Having said that, the Choice Award is not judged by me, it’s judged by the ALAA. I suspect that the MLP fan animation choice is a product of the ALAA committee, which is made up of four principals (plus a dozen or so “convention representatives”). The four are Fred Patten (age 74), Rod O’Riley (50), Kay Shapero (64), and Bernard Doove (57).
All four are legends of the furry community, have been instrumental in the creation and moulding of the furry community, and still keenly contribute today. All four were involved with the early days of furry, back when it would have been best described as a fandom, before the shift towards the identity-based subculture we know and love today. Their choice of an amateur My Little Pony video feels, to me, like a fannish choice.

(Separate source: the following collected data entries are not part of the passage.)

//! Undirected station adjacency graph.

use std::collections::{BTreeMap, BTreeSet};
use std::ops::Bound;

use serde::{Deserialize, Serialize};

use crate::station::{AdjacencySnapshot, StationId};

/// Serialized form: station id → sorted neighbor list.
pub type AdjacencyLists = BTreeMap<StationId, Vec<StationId>>;

/// Undirected, deduplicated adjacency between stations.
///
/// Invariants:
/// - Symmetric: `b ∈ adj[a]` iff `a ∈ adj[b]`; no self-loops.
/// - Every endpoint of an edge is a node; isolated nodes are allowed.
/// - Node, neighbor, and edge iteration follow `StationId` order; edges come
///   out as `(min, max)` pairs in lexicographic order. The unweighted spanning
///   tree depends on exactly this order.
/// - Built once; derived computations construct new graphs.
#[derive(Clone, Debug, Default, PartialEq, Eq, Serialize, Deserialize)]
#[serde(from = "AdjacencyLists", into = "AdjacencyLists")]
pub struct AdjacencyGraph {
    adj: BTreeMap<StationId, BTreeSet<StationId>>,
}

impl AdjacencyGraph {
    /// Graph from explicit nodes and undirected edges. Edge endpoints are added
    /// as nodes; duplicates and self-loops are dropped.
    pub fn from_edges<N, E>(nodes: N, edges: E) -> Self
    where
        N: IntoIterator<Item = StationId>,
        E: IntoIterator<Item = (StationId, StationId)>,
    {
        let mut g = AdjacencyGraph::default();
        for id in nodes {
            g.insert_node(id);
        }
        for (a, b) in edges {
            g.insert_edge(a, b);
        }
        g
    }

    /// Graph from a precomputed adjacency snapshot (alternate input path).
    pub fn from_adjacency_lists(lists: &AdjacencyLists) -> Self {
        let mut g = AdjacencyGraph::default();
        for (station, neighbors) in lists {
            g.insert_node(station.clone());
            for n in neighbors {
                g.insert_edge(station.clone(), n.clone());
            }
        }
        g
    }

    pub fn from_snapshot(snapshot: &AdjacencySnapshot) -> Self {
        Self::from_adjacency_lists(&snapshot.lists)
    }

    pub(crate) fn insert_node(&mut self, id: StationId) {
        self.adj.entry(id).or_default();
    }

    /// Insert `{a, b}`; returns false for self-loops and already-present pairs.
    pub(crate) fn insert_edge(&mut self, a: StationId, b: StationId) -> bool {
        if a == b {
            self.insert_node(a);
            return false;
        }
        let fresh = self.adj.entry(a.clone()).or_default().insert(b.clone());
        self.adj.entry(b).or_default().insert(a);
        fresh
    }

    #[inline]
    pub fn node_count(&self) -> usize {
        self.adj.len()
    }

    pub fn edge_count(&self) -> usize {
        self.adj.values().map(BTreeSet::len).sum::<usize>() / 2
    }

    #[inline]
    pub fn is_empty(&self) -> bool {
        self.adj.is_empty()
    }

    pub fn nodes(&self) -> impl Iterator<Item = &StationId> + '_ {
        self.adj.keys()
    }

    #[inline]
    pub fn contains_node(&self, id: &StationId) -> bool {
        self.adj.contains_key(id)
    }

    pub fn contains_edge(&self, a: &StationId, b: &StationId) -> bool {
        self.adj.get(a).is_some_and(|ns| ns.contains(b))
    }

    /// Sorted neighbors of `id` (empty for unknown stations).
    pub fn neighbors<'a>(&'a self, id: &StationId) -> impl Iterator<Item = &'a StationId> + 'a {
        self.adj.get(id).into_iter().flat_map(|ns| ns.iter())
    }

    /// Number of distinct neighbors; `None` if `id` is not a node.
    pub fn degree(&self, id: &StationId) -> Option<usize> {
        self.adj.get(id).map(BTreeSet::len)
    }

    /// Nodes with their degree, in id order.
    pub fn degrees(&self) -> impl Iterator<Item = (&StationId, usize)> + '_ {
        self.adj.iter().map(|(id, ns)| (id, ns.len()))
    }

    /// Canonical edge sequence: `(min, max)` pairs, lexicographically sorted.
    pub fn edges(&self) -> impl Iterator<Item = (&StationId, &StationId)> + '_ {
        self.adj
            .iter()
            .flat_map(|(a, ns)| {
                ns.range::<StationId, _>((Bound::Excluded(a), Bound::Unbounded))
                    .map(move |b| (a, b))
            })
    }

    /// Adjacency-list artifact (sorted lists, deterministic output).
    pub fn to_adjacency_lists(&self) -> AdjacencyLists {
        self.adj
            .iter()
            .map(|(id, ns)| (id.clone(), ns.iter().cloned().collect()))
            .collect()
    }

    /// Number of connected components (isolated nodes count as components).
    pub fn connected_components(&self) -> usize {
        let mut seen: BTreeSet<&StationId> = BTreeSet::new();
        let mut components = 0;
        for start in self.adj.keys() {
            if !seen.insert(start) {
                continue;
            }
            components += 1;
            let mut stack = vec![start];
            while let Some(cur) = stack.pop() {
                for n in self.neighbors(cur) {
                    if seen.insert(n) {
                        stack.push(n);
                    }
                }
            }
        }
        components
    }
}

impl From<AdjacencyLists> for AdjacencyGraph {
    fn from(lists: AdjacencyLists) -> Self {
        AdjacencyGraph::from_adjacency_lists(&lists)
    }
}

impl From<AdjacencyGraph> for AdjacencyLists {
    fn from(g: AdjacencyGraph) -> Self {
        g.to_adjacency_lists()
    }
}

I don’t question the quality of the their judgement, but I do think it’s a pity that the Choice Award wasn’t used to recognise some of the outstanding new wave of furry graphic art that is being produced. RRUFFURR Two, for example, is an outstanding avant-garde anthology that attempts to redefine the form of the graphic novel into something explicitly furry… and was published in the same year that Children of the Night was uploaded to YouTube.

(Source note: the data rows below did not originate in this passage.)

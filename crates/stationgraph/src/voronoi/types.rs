//! Voronoi cell and partition types.

use std::collections::BTreeMap;

use nalgebra::Vector2;
use serde::Serialize;

use crate::station::StationId;
use crate::triangulation::Coincident;

/// Service region of one station.
///
/// Invariants:
/// - Bounded cells: `vertices` is the closed ring in CCW order (first vertex
///   not repeated), `rays` is `None`.
/// - Unbounded cells (station on the convex hull): `vertices` is the finite
///   chain of the boundary in CCW order, and `rays = [first, last]` holds unit
///   directions of the two infinite edges, leaving `vertices[0]` and
///   `vertices[last]` respectively. No clipping is applied.
#[derive(Clone, Debug, PartialEq, Serialize)]
pub struct VoronoiCell {
    pub vertices: Vec<Vector2<f64>>,
    pub unbounded: bool,
    pub rays: Option<[Vector2<f64>; 2]>,
}

impl VoronoiCell {
    /// Shoelace area of a bounded cell; `None` for unbounded cells.
    pub fn area(&self) -> Option<f64> {
        if self.unbounded {
            return None;
        }
        let n = self.vertices.len();
        let twice: f64 = (0..n)
            .map(|k| {
                let p = self.vertices[k];
                let q = self.vertices[(k + 1) % n];
                p.x * q.y - p.y * q.x
            })
            .sum();
        Some(twice / 2.0)
    }
}

/// Station id → cell, for every station that owns a triangulation vertex.
#[derive(Clone, Debug, Default, PartialEq, Serialize)]
pub struct VoronoiPartition {
    pub cells: BTreeMap<StationId, VoronoiCell>,
    /// Stations sharing a position with an earlier one; they have no cell.
    pub coincident: Vec<Coincident>,
}

impl VoronoiPartition {
    #[inline]
    pub fn get(&self, id: &StationId) -> Option<&VoronoiCell> {
        self.cells.get(id)
    }

    #[inline]
    pub fn len(&self) -> usize {
        self.cells.len()
    }

    #[inline]
    pub fn is_empty(&self) -> bool {
        self.cells.is_empty()
    }

    pub fn unbounded_count(&self) -> usize {
        self.cells.values().filter(|c| c.unbounded).count()
    }
}
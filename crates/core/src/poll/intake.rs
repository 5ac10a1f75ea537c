use std::sync::Arc;

use tracing::{debug, warn};

use crate::poll::registry::PollRegistry;
use crate::poll::render::render_tally;
use crate::poll::{ActorId, ChoiceId, PollDisplay};

/// Outcome of one vote. All three are expected, user-visible results; none
/// of them is an error and none is ever logged as one.
#[derive(Clone, Copy, Debug, PartialEq, Eq)]
pub enum VoteOutcome {
    Accepted,
    AlreadyVoted,
    PollExpired,
}

impl VoteOutcome {
    pub fn user_message(&self) -> &'static str {
        match self {
            Self::Accepted => "Your vote has been counted.",
            Self::AlreadyVoted => "You already voted in this poll.",
            Self::PollExpired => "This poll is no longer active.",
        }
    }
}

/// Entry point for button activations. Resolves the owning poll through the
/// registry's reverse index, applies the vote under the poll's own lock, and
/// pushes a best-effort tally refresh.
pub struct VoteIntake {
    registry: Arc<PollRegistry>,
    display: Arc<dyn PollDisplay>,
}

impl VoteIntake {
    pub fn new(registry: Arc<PollRegistry>, display: Arc<dyn PollDisplay>) -> Self {
        Self { registry, display }
    }

    pub async fn cast_vote(&self, choice_id: ChoiceId, actor: ActorId) -> VoteOutcome {
        let Some(poll) = self.registry.resolve_choice(choice_id) else {
            return VoteOutcome::PollExpired;
        };

        // Ledger mutation and the duplicate check happen in one step under
        // the poll lock; the display push happens after the lock is dropped.
        let frame = {
            let mut state = poll.state();
            if state.closed {
                return VoteOutcome::PollExpired;
            }
            if !state.ledger.record(choice_id, actor.clone()) {
                // The reverse index guarantees the choice belongs to this
                // poll, so a rejected record means a repeat voter.
                return VoteOutcome::AlreadyVoted;
            }
            state
                .display
                .clone()
                .map(|handle| (handle, state.ledger.snapshot(), state.last_footer.clone()))
        };

        debug!(poll_id = %poll.id(), actor = %actor, "vote accepted");

        // Re-render with the footer the countdown last published; the vote
        // path never reads or advances the remaining time itself.
        if let Some((handle, snapshot, footer)) = frame {
            let payload = render_tally(poll.question(), poll.choices(), &snapshot, footer.as_deref());
            if let Err(error) = self.display.update(&handle, payload).await {
                warn!(poll_id = %poll.id(), error = %error, "tally refresh dropped after vote");
            }
        }

        VoteOutcome::Accepted
    }
}
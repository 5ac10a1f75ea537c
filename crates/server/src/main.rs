mod alert;
mod bootstrap;

use anyhow::Result;
use tally_core::config::{AppConfig, LoadOptions};

fn init_logging(config: &AppConfig) {
    use tally_core::config::LogFormat::*;
    use tracing::Level;

    let log_level = config.logging.level.parse::<Level>().unwrap_or(Level::INFO);

    match config.logging.format {
        Compact => {
            tracing_subscriber::fmt().with_target(false).with_max_level(log_level).compact().init();
        }
        Pretty => {
            tracing_subscriber::fmt().with_target(false).with_max_level(log_level).pretty().init();
        }
        Json => {
            tracing_subscriber::fmt().with_target(false).with_max_level(log_level).json().init();
        }
    }
}

#[tokio::main]
async fn main() -> Result<()> {
    run().await
}

pub async fn run() -> Result<()> {
    // Load config and initialize logging before any other operations
    let config = AppConfig::load(LoadOptions::default())?;
    init_logging(&config);

    // Now bootstrap using the same config we already loaded
    let app = bootstrap::bootstrap_with_config(config).await?;

    tracing::info!(
        event_name = "system.server.gateway_transport_mode",
        transport_mode = if app.gateway_runner.is_noop_transport() { "noop" } else { "socket" },
        correlation_id = "bootstrap",
        "gateway runner transport mode initialized"
    );

    app.gateway_runner.start().await?;

    tracing::info!(
        event_name = "system.server.started",
        correlation_id = "bootstrap",
        live_polls = app.registry.live_poll_count(),
        "tally-server started"
    );
    wait_for_shutdown().await?;
    tracing::info!(
        event_name = "system.server.stopping",
        correlation_id = "shutdown",
        "tally-server stopping"
    );

    Ok(())
}

async fn wait_for_shutdown() -> Result<()> {
    tokio::signal::ctrl_c().await?;
    Ok(())
}
use std::sync::Arc;

use thiserror::Error;
use tracing::info;

use tally_core::config::{AppConfig, ConfigError, LoadOptions};
use tally_core::{CountdownScheduler, PollDisplay, PollRegistry, VoteIntake};
use tally_discord::events::{
    AlertSink, ComponentInteractionHandler, EventDispatcher, GuildMessageHandler,
    SlashCommandHandler,
};
use tally_discord::gateway::GatewayRunner;
use tally_discord::service::BotCommandService;
use tally_discord::transport::{ChannelDisplay, NoopChannelDisplay, PollDisplayAdapter};

use crate::alert::SmtpAlertSink;

pub struct Application {
    pub config: AppConfig,
    pub registry: Arc<PollRegistry>,
    pub gateway_runner: GatewayRunner,
}

#[derive(Debug, Error)]
pub enum BootstrapError {
    #[error(transparent)]
    Config(#[from] ConfigError),
}

pub async fn bootstrap(options: LoadOptions) -> Result<Application, BootstrapError> {
    let config = AppConfig::load(options)?;
    bootstrap_with_config(config).await
}

/// Wires the poll engine, the command service, and the event dispatcher.
/// Transports start in no-op mode; the real gateway session and REST client
/// attach at the [`GatewayRunner`] and [`ChannelDisplay`] seams.
pub async fn bootstrap_with_config(config: AppConfig) -> Result<Application, BootstrapError> {
    info!(
        event_name = "system.bootstrap.start",
        correlation_id = "bootstrap",
        "starting application bootstrap"
    );

    let channel: Arc<dyn ChannelDisplay> = Arc::new(NoopChannelDisplay);
    let poll_display: Arc<dyn PollDisplay> =
        Arc::new(PollDisplayAdapter::new(Arc::clone(&channel)));

    let registry = Arc::new(PollRegistry::new());
    let scheduler =
        Arc::new(CountdownScheduler::new(Arc::clone(&registry), Arc::clone(&poll_display)));
    let intake = Arc::new(VoteIntake::new(Arc::clone(&registry), Arc::clone(&poll_display)));
    let alerts: Arc<dyn AlertSink> = Arc::new(SmtpAlertSink::new(config.alert.clone()));

    let service = BotCommandService::new(
        Arc::clone(&registry),
        scheduler,
        Arc::clone(&channel),
        poll_display,
        config.poll.default_duration_secs,
        config.discord.purge_channel_ids.clone(),
    );

    let mut dispatcher = EventDispatcher::new();
    dispatcher.register(SlashCommandHandler::new(service));
    dispatcher.register(ComponentInteractionHandler::new(intake));
    dispatcher.register(GuildMessageHandler::new(
        config.discord.watch_channel_id.clone(),
        config.discord.allowed_role.clone(),
        alerts,
    ));

    info!(
        event_name = "system.bootstrap.dispatcher_wired",
        correlation_id = "bootstrap",
        handlers = dispatcher.handler_count(),
        "event dispatcher wired"
    );

    let gateway_runner = GatewayRunner::with_noop_transport(dispatcher);

    Ok(Application { config, registry, gateway_runner })
}

#[cfg(test)]
mod tests {
    use tally_core::config::{ConfigOverrides, LoadOptions};

    use crate::bootstrap::bootstrap;

    fn valid_overrides() -> LoadOptions {
        LoadOptions {
            overrides: ConfigOverrides {
                bot_token: Some("test-token".to_string()),
                watch_channel_id: Some("chan-watch".to_string()),
                ..ConfigOverrides::default()
            },
            ..LoadOptions::default()
        }
    }

    #[tokio::test]
    async fn bootstrap_fails_fast_without_a_bot_token() {
        let result = bootstrap(LoadOptions::default()).await;

        let message = match result {
            Ok(_) => panic!("bootstrap should fail without a bot token"),
            Err(error) => error.to_string(),
        };
        assert!(message.contains("discord.bot_token"), "got: {message}");
    }

    #[tokio::test]
    async fn bootstrap_wires_the_full_dispatcher() {
        let app = bootstrap(valid_overrides())
            .await
            .expect("bootstrap should succeed with valid overrides");

        assert!(app.gateway_runner.is_noop_transport());
        assert_eq!(app.registry.live_poll_count(), 0);
        assert_eq!(app.config.poll.default_duration_secs, 180);
    }
}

There are several Ursa Major categories where by-furry for-furry art does not have competition from the mainstream: essentially books, published illustrations, and websites. These categories, websites aside, tend to draw the lowest voting numbers but provide the greatest value to the furry community. Furries looking to explore niche furry art can confidently dip their toes into the water based on the Ursa Major nominees and winners.
Interestingly, furries compete strongly with mainstream publications in the comic strip and graphic novel categories. I think that this is a sign that mature art is emerging from the furry community in these areas, and I would point towards a couple of recent highlights here on [adjective][species] for further evidence of that: my review of PIES, by Ian King, and Makyo’s look at Rory Frances’s comics.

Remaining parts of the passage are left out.